# WORK ORDER:
Return a copy of every line in the records that includes the word "Internal".
Top of DATA EXCERPTS
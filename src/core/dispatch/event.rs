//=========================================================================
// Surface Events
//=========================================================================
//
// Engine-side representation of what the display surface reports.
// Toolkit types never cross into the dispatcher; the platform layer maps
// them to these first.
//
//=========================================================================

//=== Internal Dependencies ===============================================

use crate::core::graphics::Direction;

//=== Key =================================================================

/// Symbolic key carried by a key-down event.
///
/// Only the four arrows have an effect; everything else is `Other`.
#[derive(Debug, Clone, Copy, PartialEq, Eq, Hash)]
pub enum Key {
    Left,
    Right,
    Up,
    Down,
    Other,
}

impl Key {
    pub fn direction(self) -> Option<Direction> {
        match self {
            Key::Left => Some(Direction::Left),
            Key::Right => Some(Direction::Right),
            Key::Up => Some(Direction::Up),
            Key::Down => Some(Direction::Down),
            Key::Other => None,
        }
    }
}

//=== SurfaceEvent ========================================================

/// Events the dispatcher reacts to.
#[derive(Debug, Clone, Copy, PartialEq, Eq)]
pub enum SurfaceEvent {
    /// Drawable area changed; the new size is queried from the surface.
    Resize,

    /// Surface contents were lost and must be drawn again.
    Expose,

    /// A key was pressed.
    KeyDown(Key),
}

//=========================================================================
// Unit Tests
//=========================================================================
Bottom of DATA EXCERPTS
Top of DATA EXCERPTS
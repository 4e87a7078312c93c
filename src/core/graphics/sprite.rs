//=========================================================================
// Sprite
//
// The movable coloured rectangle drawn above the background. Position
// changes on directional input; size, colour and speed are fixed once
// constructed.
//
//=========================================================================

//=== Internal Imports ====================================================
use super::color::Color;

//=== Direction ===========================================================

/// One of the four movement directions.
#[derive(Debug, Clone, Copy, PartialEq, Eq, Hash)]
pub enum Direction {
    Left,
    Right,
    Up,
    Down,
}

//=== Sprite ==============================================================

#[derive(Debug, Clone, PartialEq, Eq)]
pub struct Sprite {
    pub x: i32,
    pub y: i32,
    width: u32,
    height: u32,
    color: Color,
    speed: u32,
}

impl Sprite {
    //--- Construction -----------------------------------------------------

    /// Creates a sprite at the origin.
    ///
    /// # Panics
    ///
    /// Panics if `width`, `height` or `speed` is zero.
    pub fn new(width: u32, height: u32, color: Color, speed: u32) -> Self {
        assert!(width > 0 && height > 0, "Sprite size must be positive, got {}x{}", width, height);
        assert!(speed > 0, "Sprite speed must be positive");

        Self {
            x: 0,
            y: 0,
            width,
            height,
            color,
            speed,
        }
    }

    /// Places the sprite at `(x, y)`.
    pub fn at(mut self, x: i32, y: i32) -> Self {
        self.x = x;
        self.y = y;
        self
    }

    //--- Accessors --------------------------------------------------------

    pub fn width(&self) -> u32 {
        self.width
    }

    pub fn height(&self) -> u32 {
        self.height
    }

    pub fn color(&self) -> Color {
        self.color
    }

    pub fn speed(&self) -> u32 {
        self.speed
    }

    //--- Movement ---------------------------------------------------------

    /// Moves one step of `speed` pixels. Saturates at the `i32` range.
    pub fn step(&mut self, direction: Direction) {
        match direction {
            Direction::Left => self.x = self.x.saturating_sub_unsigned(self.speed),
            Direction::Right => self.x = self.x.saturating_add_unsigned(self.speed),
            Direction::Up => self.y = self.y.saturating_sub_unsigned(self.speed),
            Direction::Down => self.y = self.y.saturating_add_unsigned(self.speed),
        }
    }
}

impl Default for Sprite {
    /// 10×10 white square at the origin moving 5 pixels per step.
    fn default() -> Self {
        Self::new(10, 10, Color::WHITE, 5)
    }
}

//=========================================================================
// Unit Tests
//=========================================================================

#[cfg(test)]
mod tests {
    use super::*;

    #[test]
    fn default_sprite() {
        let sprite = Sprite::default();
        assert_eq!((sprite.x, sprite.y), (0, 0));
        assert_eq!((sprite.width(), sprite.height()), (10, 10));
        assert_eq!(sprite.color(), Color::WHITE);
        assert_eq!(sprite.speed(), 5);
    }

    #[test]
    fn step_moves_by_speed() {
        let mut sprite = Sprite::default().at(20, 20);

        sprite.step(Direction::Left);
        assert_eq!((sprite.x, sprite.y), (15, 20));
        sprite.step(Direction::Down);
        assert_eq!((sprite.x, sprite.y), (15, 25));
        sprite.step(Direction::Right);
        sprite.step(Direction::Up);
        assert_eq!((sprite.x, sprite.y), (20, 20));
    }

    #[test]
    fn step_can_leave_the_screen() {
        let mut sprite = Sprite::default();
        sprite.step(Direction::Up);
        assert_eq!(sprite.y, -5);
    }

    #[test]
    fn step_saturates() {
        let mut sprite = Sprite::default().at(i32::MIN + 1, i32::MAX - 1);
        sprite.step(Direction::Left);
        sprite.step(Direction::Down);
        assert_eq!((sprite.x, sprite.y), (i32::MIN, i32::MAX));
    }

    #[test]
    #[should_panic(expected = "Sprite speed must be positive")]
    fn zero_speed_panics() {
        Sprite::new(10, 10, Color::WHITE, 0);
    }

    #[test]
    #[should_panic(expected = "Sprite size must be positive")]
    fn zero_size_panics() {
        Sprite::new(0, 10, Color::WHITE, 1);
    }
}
Bottom of DATA EXCERPTS
# OUTPUT OF THE TASK:
//=== Internal Dependencies ===============================================
//=== Internal Imports ====================================================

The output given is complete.